To help motivate your loved one to continue with therapy, try to relate their exercises to a concrete goal that they can easily grasp. For example, if they require assistance using the bathroom now, help them see how practicing arm, leg, and balance exercise can help them become more independent with toileting again.
Practicing activities that used to be easy for the person but are now difficult can be a good way to help convince them they still need to work on their abilities.
Of course, this is a delicate situation, as you don’t want to agitate or humiliate them. That’s why it is often a good idea to bring along an occupational therapist who knows strategies to keep the person calm.
5. Provide Feedback
Finally, it’s important to provide frequent, gentle feedback about the person’s abilities or behavior.
If they want to do something that they are not able to, such as drive, gently tell them that a brain injury makes that less safe. If they still insist, tell them it’s against the law to drive without a doctor’s permission. Most importantly, keep their keys away from them and doors locked to make sure they do not make attempts to drive when it is unsafe.

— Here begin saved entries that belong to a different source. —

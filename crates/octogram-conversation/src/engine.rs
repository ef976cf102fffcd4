// SPDX-FileCopyrightText: 2026 Octogram Contributors
// SPDX-License-Identifier: MIT OR Apache-2.0

//! The issue-filing conversation engine.
//!
//! Consumes [`ChatEvent`]s for a user, advances that user's
//! [`ConversationState`], and emits [`Reply`]s. Events for the same user
//! are serialized through a per-user async mutex, so two rapid messages
//! cannot interleave their read-modify-write of the session. Different
//! users never block each other.

use std::sync::Arc;

use dashmap::DashMap;
use tokio::sync::Mutex;
use tracing::{debug, error, warn};

use octogram_core::{Account, ChatUserId, CredentialStore, GithubApi, NewIssue};

use crate::event::{ChatEvent, Command, Reply};
use crate::messages;
use crate::state::{ConversationState, Stage};

/// Drives every user's issue-filing conversation.
pub struct ConversationEngine {
    store: Arc<dyn CredentialStore>,
    github: Arc<dyn GithubApi>,
    sessions: DashMap<ChatUserId, ConversationState>,
    locks: DashMap<ChatUserId, Arc<Mutex<()>>>,
}

impl ConversationEngine {
    pub fn new(store: Arc<dyn CredentialStore>, github: Arc<dyn GithubApi>) -> Self {
        Self {
            store,
            github,
            sessions: DashMap::new(),
            locks: DashMap::new(),
        }
    }

    /// Handle one inbound event, returning the replies to send.
    pub async fn handle_event(&self, user: &ChatUserId, event: ChatEvent) -> Vec<Reply> {
        let lock = self.user_lock(user);
        let _guard = lock.lock().await;

        let replies = match event {
            ChatEvent::Command(Command::Start) => self.start(user).await,
            ChatEvent::Command(Command::Cancel) => self.cancel(user),
            ChatEvent::Selection(data) => self.selection(user, &data).await,
            ChatEvent::Text(text) => self.text(user, text).await,
        };

        // Without a live session there is nothing left to serialize; drop
        // the lock entry so the map does not accumulate one per user ever
        // seen. A strong count above two means another task already cloned
        // the Arc and is waiting, so the entry stays.
        if !self.sessions.contains_key(user) {
            self.locks
                .remove_if(user, |_, entry| Arc::strong_count(entry) <= 2);
        }

        replies
    }

    /// The serialization point for one user's events.
    ///
    /// The DashMap guard must not be held across an await, so the Arc is
    /// cloned out before locking.
    fn user_lock(&self, user: &ChatUserId) -> Arc<Mutex<()>> {
        self.locks.entry(user.clone()).or_default().clone()
    }

    fn session(&self, user: &ChatUserId) -> Option<ConversationState> {
        self.sessions.get(user).map(|s| s.clone())
    }

    async fn start(&self, user: &ChatUserId) -> Vec<Reply> {
        let token = match self.store.get(user).await {
            Ok(token) => token,
            Err(err) => {
                error!(%user, error = %err, "credential lookup failed");
                return vec![Reply::Text(messages::STORE_UNAVAILABLE.into())];
            }
        };

        let accounts = match self.github.list_accounts(token.as_deref()).await {
            Ok(accounts) => accounts,
            Err(err) => {
                error!(%user, error = %err, "account listing failed");
                Vec::new()
            }
        };

        if accounts.is_empty() {
            // Covers both "no token stored" and "token rejected".
            self.sessions.remove(user);
            return vec![Reply::Text(messages::FETCH_ACCOUNTS_FAILED.into())];
        }

        self.sessions.insert(user.clone(), ConversationState::new());
        vec![Reply::Choices {
            prompt: messages::CHOOSE_ACCOUNT.into(),
            options: accounts
                .iter()
                .map(|a| (a.label(), a.callback_data()))
                .collect(),
        }]
    }

    /// /cancel destroys the session unconditionally; everything collected
    /// so far is discarded.
    fn cancel(&self, user: &ChatUserId) -> Vec<Reply> {
        self.sessions.remove(user);
        vec![Reply::Text(messages::CANCELED.into())]
    }

    async fn selection(&self, user: &ChatUserId, data: &str) -> Vec<Reply> {
        let Some(state) = self.session(user) else {
            return vec![Reply::Text(messages::NO_SESSION.into())];
        };

        match state.stage {
            Stage::SelectAccount => self.account_selected(user, data).await,
            Stage::SelectProject => self.project_selected(user, state, data),
            // A press on a keyboard left over from an earlier stage.
            Stage::GetTitle | Stage::GetDescription => {
                debug!(%user, "ignoring stale selection");
                vec![]
            }
        }
    }

    async fn account_selected(&self, user: &ChatUserId, data: &str) -> Vec<Reply> {
        let Some(account) = Account::from_callback_data(data) else {
            debug!(%user, "ignoring malformed account selection");
            return vec![];
        };

        let token = match self.store.get(user).await {
            Ok(token) => token,
            Err(err) => {
                error!(%user, error = %err, "credential lookup failed");
                return vec![Reply::Text(messages::STORE_UNAVAILABLE.into())];
            }
        };

        let repos = match self.github.list_repos(token.as_deref(), &account).await {
            Ok(repos) => repos,
            Err(err) => {
                error!(%user, account = %account.login, error = %err, "repository listing failed");
                return vec![Reply::Text(messages::FETCH_REPOS_FAILED.into())];
            }
        };

        if repos.is_empty() {
            self.sessions.remove(user);
            return vec![Reply::Text(messages::NO_REPOS.into())];
        }

        self.sessions.insert(
            user.clone(),
            ConversationState {
                stage: Stage::SelectProject,
                selected_account: Some(account),
                selected_repo: None,
                title: None,
            },
        );
        vec![Reply::Choices {
            prompt: messages::CHOOSE_PROJECT.into(),
            options: repos.into_iter().map(|r| (r.clone(), r)).collect(),
        }]
    }

    fn project_selected(
        &self,
        user: &ChatUserId,
        mut state: ConversationState,
        repo: &str,
    ) -> Vec<Reply> {
        state.selected_repo = Some(repo.to_string());
        state.stage = Stage::GetTitle;
        self.sessions.insert(user.clone(), state);
        vec![Reply::Text(messages::selected_project(repo))]
    }

    async fn text(&self, user: &ChatUserId, text: String) -> Vec<Reply> {
        let Some(mut state) = self.session(user) else {
            return vec![Reply::Text(messages::NO_SESSION.into())];
        };

        match state.stage {
            Stage::GetTitle => {
                state.title = Some(text);
                state.stage = Stage::GetDescription;
                self.sessions.insert(user.clone(), state);
                vec![Reply::Text(messages::ASK_DESCRIPTION.into())]
            }
            Stage::GetDescription => self.submit_issue(user, state, text).await,
            // A button press is expected here; free text is ignored.
            Stage::SelectAccount | Stage::SelectProject => vec![],
        }
    }

    /// Terminal step: the conversation ends here whether the issue is
    /// created or not.
    async fn submit_issue(
        &self,
        user: &ChatUserId,
        state: ConversationState,
        description: String,
    ) -> Vec<Reply> {
        self.sessions.remove(user);

        let Some(account) = state.selected_account else {
            warn!(%user, "conversation reached submission without an account");
            return vec![Reply::Text(messages::ACCOUNT_MISSING.into())];
        };
        let (Some(repo), Some(title)) = (state.selected_repo, state.title) else {
            warn!(%user, "conversation reached submission incomplete");
            return vec![Reply::Text(messages::NO_SESSION.into())];
        };

        let token = match self.store.get(user).await {
            Ok(token) => token,
            Err(err) => {
                error!(%user, error = %err, "credential lookup failed");
                return vec![Reply::Text(messages::STORE_UNAVAILABLE.into())];
            }
        };

        let issue = NewIssue {
            title,
            body: description,
        };
        match self
            .github
            .create_issue(token.as_deref(), &account.login, &repo, &issue)
            .await
        {
            Ok(created) => vec![Reply::Text(messages::issue_created(&created.html_url))],
            Err(err) => {
                error!(%user, repo = %repo, error = %err, "issue creation failed");
                vec![Reply::Text(messages::CREATE_FAILED.into())]
            }
        }
    }
}
mod cli;
mod converter;
mod error;
mod logging;
mod models;
mod reader;
mod remap;
mod settings;
mod transform;
mod validator;
mod writer;

use clap::Parser;

use cli::convert::ConvertArgs;
use cli::{Cli, Commands};

fn main() {
    let cli = Cli::parse();
    logging::init_cli_logger(cli.verbose);

    let result = match cli.command {
        Commands::Convert {
            input,
            output,
            profile,
            actions,
            categories,
            strip_headers,
            force,
            atomic,
        } => cli::convert::run(ConvertArgs {
            input,
            output,
            profile,
            actions,
            categories,
            strip_headers,
            force,
            atomic,
        }),
        Commands::Validate { input } => cli::validate::run(&input),
        Commands::Categories { input } => cli::categories::run(&input),
    };

    if let Err(e) = result {
        eprintln!("Error: {e}");
        std::process::exit(1);
    }
}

Once again, do not argue or dwell on their difficulties, as that may only make things worse.
When they make improvements, congratulate them on the progress they have made, but don’t do it in a way that patronizes them. Even with cognitive impairments, most TBI patients can tell if they are being talked down to. Speak to them as an equal.
Dealing with Lack of Insight After Brain Injury
While the advice in this article can get you started on the road to overcoming lack of insight, family members and loved one’s should also make sure to seek professional help.
A neuropsychologist will provide tips that are tailored to the person’s unique situation, and also assist you with your own emotional recovery. This can help you avoid caregiver burnout that is unfortunately common after a traumatic event.
Lack of insight is a difficult cognitive impairment to overcome. But with the right strategies and support, it is possible for a person to improve their self-awareness after brain injury.